*Exercise details*
From the entries below, say how many lines carry the word "PartialEq", and give nothing but the number.

*Information*

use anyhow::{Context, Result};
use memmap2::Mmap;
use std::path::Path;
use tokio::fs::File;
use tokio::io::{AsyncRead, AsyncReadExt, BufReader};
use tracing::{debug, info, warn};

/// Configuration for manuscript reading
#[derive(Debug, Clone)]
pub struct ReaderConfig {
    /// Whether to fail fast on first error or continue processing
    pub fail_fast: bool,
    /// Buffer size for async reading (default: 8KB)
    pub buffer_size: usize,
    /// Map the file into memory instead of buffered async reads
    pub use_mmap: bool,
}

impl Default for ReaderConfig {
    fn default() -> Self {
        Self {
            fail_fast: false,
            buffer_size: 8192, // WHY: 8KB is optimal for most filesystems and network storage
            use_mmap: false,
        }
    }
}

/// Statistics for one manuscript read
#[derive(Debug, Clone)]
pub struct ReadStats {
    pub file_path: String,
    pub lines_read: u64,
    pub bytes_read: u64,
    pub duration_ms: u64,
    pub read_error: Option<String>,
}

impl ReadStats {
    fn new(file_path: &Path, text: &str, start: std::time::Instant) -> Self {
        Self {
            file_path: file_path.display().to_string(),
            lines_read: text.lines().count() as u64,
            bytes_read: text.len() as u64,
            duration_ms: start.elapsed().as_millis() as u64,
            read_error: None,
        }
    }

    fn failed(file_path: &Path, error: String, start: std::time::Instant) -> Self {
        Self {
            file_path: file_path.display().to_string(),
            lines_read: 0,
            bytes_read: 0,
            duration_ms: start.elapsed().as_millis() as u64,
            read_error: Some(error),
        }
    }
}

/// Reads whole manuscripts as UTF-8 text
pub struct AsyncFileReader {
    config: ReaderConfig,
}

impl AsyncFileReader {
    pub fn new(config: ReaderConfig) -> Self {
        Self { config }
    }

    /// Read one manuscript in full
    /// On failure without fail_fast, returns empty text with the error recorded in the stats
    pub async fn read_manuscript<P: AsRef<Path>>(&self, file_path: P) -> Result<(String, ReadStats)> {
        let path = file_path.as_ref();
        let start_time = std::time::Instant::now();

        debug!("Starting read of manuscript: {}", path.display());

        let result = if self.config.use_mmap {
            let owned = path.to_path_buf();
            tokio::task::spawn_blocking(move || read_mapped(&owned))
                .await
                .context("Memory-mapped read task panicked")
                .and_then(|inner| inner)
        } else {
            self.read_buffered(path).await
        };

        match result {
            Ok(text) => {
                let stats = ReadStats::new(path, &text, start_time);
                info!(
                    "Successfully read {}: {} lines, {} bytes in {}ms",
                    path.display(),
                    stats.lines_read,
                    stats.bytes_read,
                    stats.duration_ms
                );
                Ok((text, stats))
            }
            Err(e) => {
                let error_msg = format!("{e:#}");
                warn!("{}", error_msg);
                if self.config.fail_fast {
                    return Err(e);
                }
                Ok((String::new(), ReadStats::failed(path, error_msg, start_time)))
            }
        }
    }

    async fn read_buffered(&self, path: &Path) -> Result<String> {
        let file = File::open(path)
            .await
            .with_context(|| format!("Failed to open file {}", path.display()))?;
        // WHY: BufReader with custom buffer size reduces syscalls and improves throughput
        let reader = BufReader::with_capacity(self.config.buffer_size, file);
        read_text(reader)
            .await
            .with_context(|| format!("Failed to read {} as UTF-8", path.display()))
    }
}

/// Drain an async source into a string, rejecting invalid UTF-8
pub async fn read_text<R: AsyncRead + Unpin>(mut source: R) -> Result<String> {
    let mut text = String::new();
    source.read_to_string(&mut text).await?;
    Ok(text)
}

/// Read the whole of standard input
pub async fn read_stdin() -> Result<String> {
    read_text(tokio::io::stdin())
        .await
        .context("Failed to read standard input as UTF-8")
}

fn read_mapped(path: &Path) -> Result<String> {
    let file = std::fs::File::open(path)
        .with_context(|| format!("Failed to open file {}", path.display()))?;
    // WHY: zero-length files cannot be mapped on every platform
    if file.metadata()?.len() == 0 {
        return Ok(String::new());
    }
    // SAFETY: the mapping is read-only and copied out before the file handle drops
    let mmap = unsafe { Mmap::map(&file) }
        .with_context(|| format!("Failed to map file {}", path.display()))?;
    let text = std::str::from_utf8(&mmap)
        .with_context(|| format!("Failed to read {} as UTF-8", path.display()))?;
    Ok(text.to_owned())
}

* * *

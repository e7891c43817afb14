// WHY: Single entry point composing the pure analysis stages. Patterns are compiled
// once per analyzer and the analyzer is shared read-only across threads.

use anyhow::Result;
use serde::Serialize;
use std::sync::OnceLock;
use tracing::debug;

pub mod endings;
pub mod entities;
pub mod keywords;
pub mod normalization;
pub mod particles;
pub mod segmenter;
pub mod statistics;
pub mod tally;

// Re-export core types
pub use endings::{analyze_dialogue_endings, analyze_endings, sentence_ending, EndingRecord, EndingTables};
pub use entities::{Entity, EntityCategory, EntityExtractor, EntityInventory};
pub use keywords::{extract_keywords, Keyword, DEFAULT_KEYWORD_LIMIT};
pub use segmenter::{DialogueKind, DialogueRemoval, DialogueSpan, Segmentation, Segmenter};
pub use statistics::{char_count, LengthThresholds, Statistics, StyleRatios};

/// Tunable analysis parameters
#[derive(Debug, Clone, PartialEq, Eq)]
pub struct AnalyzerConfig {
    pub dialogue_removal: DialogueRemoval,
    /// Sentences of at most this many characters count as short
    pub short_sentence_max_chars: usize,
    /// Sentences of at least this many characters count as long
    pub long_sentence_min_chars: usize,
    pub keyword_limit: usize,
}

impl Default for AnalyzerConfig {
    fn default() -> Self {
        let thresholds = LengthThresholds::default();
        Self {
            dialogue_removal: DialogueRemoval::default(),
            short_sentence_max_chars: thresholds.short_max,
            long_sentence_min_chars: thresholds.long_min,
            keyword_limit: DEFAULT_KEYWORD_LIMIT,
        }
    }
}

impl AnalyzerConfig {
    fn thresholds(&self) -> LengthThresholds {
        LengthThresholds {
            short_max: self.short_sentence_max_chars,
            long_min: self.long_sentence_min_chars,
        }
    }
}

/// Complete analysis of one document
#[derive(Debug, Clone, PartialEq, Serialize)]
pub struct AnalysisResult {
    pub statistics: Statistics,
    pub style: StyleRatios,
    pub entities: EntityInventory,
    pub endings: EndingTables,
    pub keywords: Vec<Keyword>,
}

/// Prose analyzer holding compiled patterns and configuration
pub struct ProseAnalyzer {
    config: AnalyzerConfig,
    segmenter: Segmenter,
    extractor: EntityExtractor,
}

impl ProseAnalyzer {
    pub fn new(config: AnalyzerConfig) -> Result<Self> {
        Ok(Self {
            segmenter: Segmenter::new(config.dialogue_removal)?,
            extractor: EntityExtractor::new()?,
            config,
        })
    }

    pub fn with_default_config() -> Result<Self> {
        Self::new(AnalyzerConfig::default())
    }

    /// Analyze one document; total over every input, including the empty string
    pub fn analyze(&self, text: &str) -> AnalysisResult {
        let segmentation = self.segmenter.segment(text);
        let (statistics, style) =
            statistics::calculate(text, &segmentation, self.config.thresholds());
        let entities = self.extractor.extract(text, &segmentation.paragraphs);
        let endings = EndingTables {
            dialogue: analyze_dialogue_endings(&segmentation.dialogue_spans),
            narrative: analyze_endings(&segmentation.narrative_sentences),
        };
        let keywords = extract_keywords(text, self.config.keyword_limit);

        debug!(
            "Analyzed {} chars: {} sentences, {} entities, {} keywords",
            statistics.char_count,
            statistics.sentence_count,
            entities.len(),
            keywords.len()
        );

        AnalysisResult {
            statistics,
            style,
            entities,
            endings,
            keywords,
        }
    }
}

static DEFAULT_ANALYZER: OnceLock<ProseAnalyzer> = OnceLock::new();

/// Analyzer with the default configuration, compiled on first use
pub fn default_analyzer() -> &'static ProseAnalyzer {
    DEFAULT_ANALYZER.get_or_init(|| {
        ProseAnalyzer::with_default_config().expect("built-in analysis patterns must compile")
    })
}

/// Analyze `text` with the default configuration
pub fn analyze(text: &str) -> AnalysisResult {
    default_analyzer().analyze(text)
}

*Solution below*
2